4. FW (fresh water) or BW (brackish)? FW

5. How long the aquarium has been set up? 1 1/2 years

6. What fish do you have? How many are in your tank? How big are they? How long have you had them?
2 discus approx 4-5 inch, 2 german blue rams adults, 1 pleco approx 8inch, 10 blood fin tetra, 5 overgrown feeder guppies, 1 balck ghost knife fish maybe 6 inch, 1 veil angel 3-4 inch, 1 electric blue jack dempsy approx 4 inch, 

7. Were the fish placed under quarantine period (minus the first batch from the point wherein the tank is ready to accommodate the inhabitants)?yes

8. a. Any live plants? Fake plants? fake plants 11 total
b. Sand, gravel, barebottom? Sand substrate
c. Rocks, woods, fancy decors? Any hollow decors? Several real rocks and 1 fake rock

9. a. Filtration? 1 waterfall fitler for up to 80 gal
b. Heater? yes 1 

10. a. Lighting schedule? What lights are used? lights are on from 7am-6-pm, regular flourescent aq bulbs
b. Any sunlight exposure? How long? no

11. a. Water change schedule? weekly
b. Volume of water changed?1/4-1/3 changed
c. Well water, tap water, RO water? well water 
d. Water conditioner used? yes
e. Frequency of gravel/sand (if any) vacuumed? weekly

12. Foods? tropical flakes, shrimp pellets, algea wafers
How often are they fed? once daily

13. a. Any abnormal signs/symptoms? I had a massive die out over the last month! most appear fine and just show up dead the next morning. the pleco and knife fish both had some torn fins like fighting, but i have not witnessed it. Only fish left now are 1 blood fin tetra, electric blue jack, and 5 feeder guppies. Angel and ram were moved to other tank.
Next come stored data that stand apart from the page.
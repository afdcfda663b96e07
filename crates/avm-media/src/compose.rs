//! Typed FFmpeg command builders, one per composition operation.
//!
//! Each builder only produces an [`FfmpegCommand`]; running it is the job of
//! [`crate::engine::FfmpegEngine`]. Keeping construction pure makes the
//! exact argument vectors unit-testable without an FFmpeg binary.

use std::path::{Path, PathBuf};

use avm_models::PlaybackProfile;

use crate::command::FfmpegCommand;
use crate::error::{MediaError, MediaResult};
use crate::filters::OverlayOptions;
use crate::probe::MediaInfo;

/// How a set of clips is joined.
#[derive(Debug, Clone, Copy, PartialEq, Eq)]
pub enum ConcatMode {
    /// All inputs share codec and resolution
    StreamCopy,
    /// Inputs are scaled to a common resolution and re-encoded
    Reencode { width: u32, height: u32 },
}

impl ConcatMode {
    /// Pick stream copy when every input matches the first one.
    pub fn for_inputs(infos: &[MediaInfo]) -> MediaResult<Self> {
        let first = infos.first().ok_or(MediaError::NoInputs)?;
        if infos.iter().all(|info| first.stream_compatible(info)) {
            Ok(ConcatMode::StreamCopy)
        } else {
            Ok(ConcatMode::Reencode {
                width: even(first.width.max(2)),
                height: even(first.height.max(2)),
            })
        }
    }
}

fn even(value: u32) -> u32 {
    value - value % 2
}

/// Join clips in order. Audio is always dropped.
#[derive(Debug, Clone)]
pub struct ConcatCommand {
    pub clips: Vec<PathBuf>,
    pub output: PathBuf,
    pub mode: ConcatMode,
    /// Concat demuxer list file, used in stream-copy mode
    pub list_file: PathBuf,
}

impl ConcatCommand {
    pub fn new(
        clips: Vec<PathBuf>,
        output: impl AsRef<Path>,
        mode: ConcatMode,
        list_file: impl AsRef<Path>,
    ) -> Self {
        Self {
            clips,
            output: output.as_ref().to_path_buf(),
            mode,
            list_file: list_file.as_ref().to_path_buf(),
        }
    }

    /// Contents of the concat demuxer list file.
    pub fn list_contents(&self) -> String {
        self.clips
            .iter()
            .map(|clip| {
                let path = clip.to_string_lossy().replace('\'', "'\\''");
                format!("file '{}'\n", path)
            })
            .collect()
    }

    pub fn build(&self, profile: &PlaybackProfile) -> MediaResult<FfmpegCommand> {
        if self.clips.is_empty() {
            return Err(MediaError::NoInputs);
        }

        let cmd = match self.mode {
            ConcatMode::StreamCopy => FfmpegCommand::new(&self.output)
                .input_with_args(["-f", "concat", "-safe", "0"], &self.list_file)
                .no_audio()
                .video_codec("copy"),
            ConcatMode::Reencode { width, height } => {
                let mut cmd = FfmpegCommand::new(&self.output);
                for clip in &self.clips {
                    cmd = cmd.input(clip);
                }

                let mut graph = String::new();
                for i in 0..self.clips.len() {
                    graph.push_str(&format!(
                        "[{i}:v]scale={width}:{height}:force_original_aspect_ratio=decrease,\
                         pad={width}:{height}:(ow-iw)/2:(oh-ih)/2,setsar=1,fps=30[v{i}];"
                    ));
                }
                for i in 0..self.clips.len() {
                    graph.push_str(&format!("[v{i}]"));
                }
                graph.push_str(&format!("concat=n={}:v=1:a=0[outv]", self.clips.len()));

                cmd.filter_complex(graph)
                    .map("[outv]")
                    .no_audio()
                    .encode_video(profile)
            }
        };

        Ok(cmd.container(profile))
    }
}

/// Combine one video stream with one audio stream.
///
/// Output duration is the shorter of the two inputs.
#[derive(Debug, Clone)]
pub struct MuxCommand {
    pub video: PathBuf,
    pub audio: PathBuf,
    pub output: PathBuf,
    /// Re-encode video with the playback profile instead of copying it
    pub reencode_video: bool,
}

impl MuxCommand {
    pub fn new(video: impl AsRef<Path>, audio: impl AsRef<Path>, output: impl AsRef<Path>) -> Self {
        Self {
            video: video.as_ref().to_path_buf(),
            audio: audio.as_ref().to_path_buf(),
            output: output.as_ref().to_path_buf(),
            reencode_video: false,
        }
    }

    pub fn reencode(mut self) -> Self {
        self.reencode_video = true;
        self
    }

    pub fn build(&self, profile: &PlaybackProfile) -> FfmpegCommand {
        let cmd = FfmpegCommand::new(&self.output)
            .input(&self.video)
            .input(&self.audio)
            .map("0:v:0")
            .map("1:a:0");

        let cmd = if self.reencode_video {
            cmd.encode_video(profile)
        } else {
            cmd.video_codec("copy")
        };

        cmd.encode_audio(profile).shortest().container(profile)
    }
}

/// Repeat a clip until it covers the narration, then cut to its exact length.
#[derive(Debug, Clone)]
pub struct LoopMatchCommand {
    pub clip: PathBuf,
    pub audio: PathBuf,
    pub output: PathBuf,
    /// Narration duration in seconds, used verbatim
    pub duration: f64,
}

impl LoopMatchCommand {
    pub fn new(
        clip: impl AsRef<Path>,
        audio: impl AsRef<Path>,
        output: impl AsRef<Path>,
        duration: f64,
    ) -> Self {
        Self {
            clip: clip.as_ref().to_path_buf(),
            audio: audio.as_ref().to_path_buf(),
            output: output.as_ref().to_path_buf(),
            duration,
        }
    }

    /// Number of clip repetitions needed to cover the narration.
    pub fn repetitions(clip_duration: f64, audio_duration: f64) -> u32 {
        if clip_duration <= 0.0 {
            return 0;
        }
        (audio_duration / clip_duration).ceil().max(1.0) as u32
    }

    pub fn build(&self, profile: &PlaybackProfile) -> FfmpegCommand {
        FfmpegCommand::new(&self.output)
            .looped_input(&self.clip)
            .input(&self.audio)
            .map("0:v:0")
            .map("1:a:0")
            .duration(self.duration)
            .encode_video(profile)
            .encode_audio(profile)
            .container(profile)
    }
}

/// Place a looping circular avatar over a background, narrated.
///
/// Inputs: 0 background, 1 avatar clip (looped), 2 narration audio. The
/// background keeps its resolution; its last frame is held if it is shorter
/// than the narration.
#[derive(Debug, Clone)]
pub struct CircularOverlayCommand {
    pub background: PathBuf,
    pub clip: PathBuf,
    pub audio: PathBuf,
    pub output: PathBuf,
    /// Narration duration in seconds, used verbatim
    pub duration: f64,
    pub options: OverlayOptions,
}

impl CircularOverlayCommand {
    pub fn new(
        background: impl AsRef<Path>,
        clip: impl AsRef<Path>,
        audio: impl AsRef<Path>,
        output: impl AsRef<Path>,
        duration: f64,
    ) -> Self {
        Self {
            background: background.as_ref().to_path_buf(),
            clip: clip.as_ref().to_path_buf(),
            audio: audio.as_ref().to_path_buf(),
            output: output.as_ref().to_path_buf(),
            duration,
            options: OverlayOptions::default(),
        }
    }

    pub fn with_options(mut self, options: OverlayOptions) -> Self {
        self.options = options;
        self
    }

    /// The full filter graph.
    pub fn filter_graph(&self) -> String {
        let mask = self.options.mask().filter();
        let position = self.options.corner.position(self.options.margin);
        format!(
            "[0:v]tpad=stop_mode=clone:stop_duration={dur}[bg];\
             [1:v]{mask}[bubble];\
             [bg][bubble]overlay={position}:format=auto[outv]",
            dur = crate::command::format_seconds(self.duration),
        )
    }

    pub fn build(&self, profile: &PlaybackProfile) -> FfmpegCommand {
        FfmpegCommand::new(&self.output)
            .input(&self.background)
            .looped_input(&self.clip)
            .input(&self.audio)
            .filter_complex(self.filter_graph())
            .map("[outv]")
            .map("2:a:0")
            .duration(self.duration)
            .encode_video(profile)
            .encode_audio(profile)
            .container(profile)
    }
}

/// Re-encode a file with the playback profile.
#[derive(Debug, Clone)]
pub struct NormalizeCommand {
    pub input: PathBuf,
    pub output: PathBuf,
}

impl NormalizeCommand {
    pub fn new(input: impl AsRef<Path>, output: impl AsRef<Path>) -> Self {
        Self {
            input: input.as_ref().to_path_buf(),
            output: output.as_ref().to_path_buf(),
        }
    }

    pub fn build(&self, profile: &PlaybackProfile) -> FfmpegCommand {
        FfmpegCommand::new(&self.output)
            .input(&self.input)
            .encode_video(profile)
            .encode_audio(profile)
            .container(profile)
    }
}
b. Appearance of poop? normal
c. Appearance of gills?normal

14. a. Have you treated your fish ahead of diagnosis? NO
b. What meds were used?


Read more: http://www.tropicalfishkeeping.com/...orm-read-before-you-post-61135/#ixzz312aOGjIb


----------



## fish monger

How long was this list of fish together ? Any changes made in the last month ?


----------



## qhgirl79

They have been together since the beginning except the rams. They were added about 4-5 months ago. No changes other than removed a large ship decoration.
_Posted via Mobile Device_


----------



## fish monger

You might want to keep an eye on the Jack Dempsey to see if he is bullying the other fish. Other than something toxic getting into the tank, that's all I can think of for now.


----------



## qhgirl79

Last bloodfin was dead this am. Guess the little booger should have let me catch him and move him to other tank. Well guess that means it is time to move the EBJD and drain the tank. I don't think the EBJD was bullying the others he is very docile. Even could be considered lazy. He won't even eat the baby feeder guppies. If he has to chase it then it isn't worth eating. Lol
_Posted via Mobile Device_


----------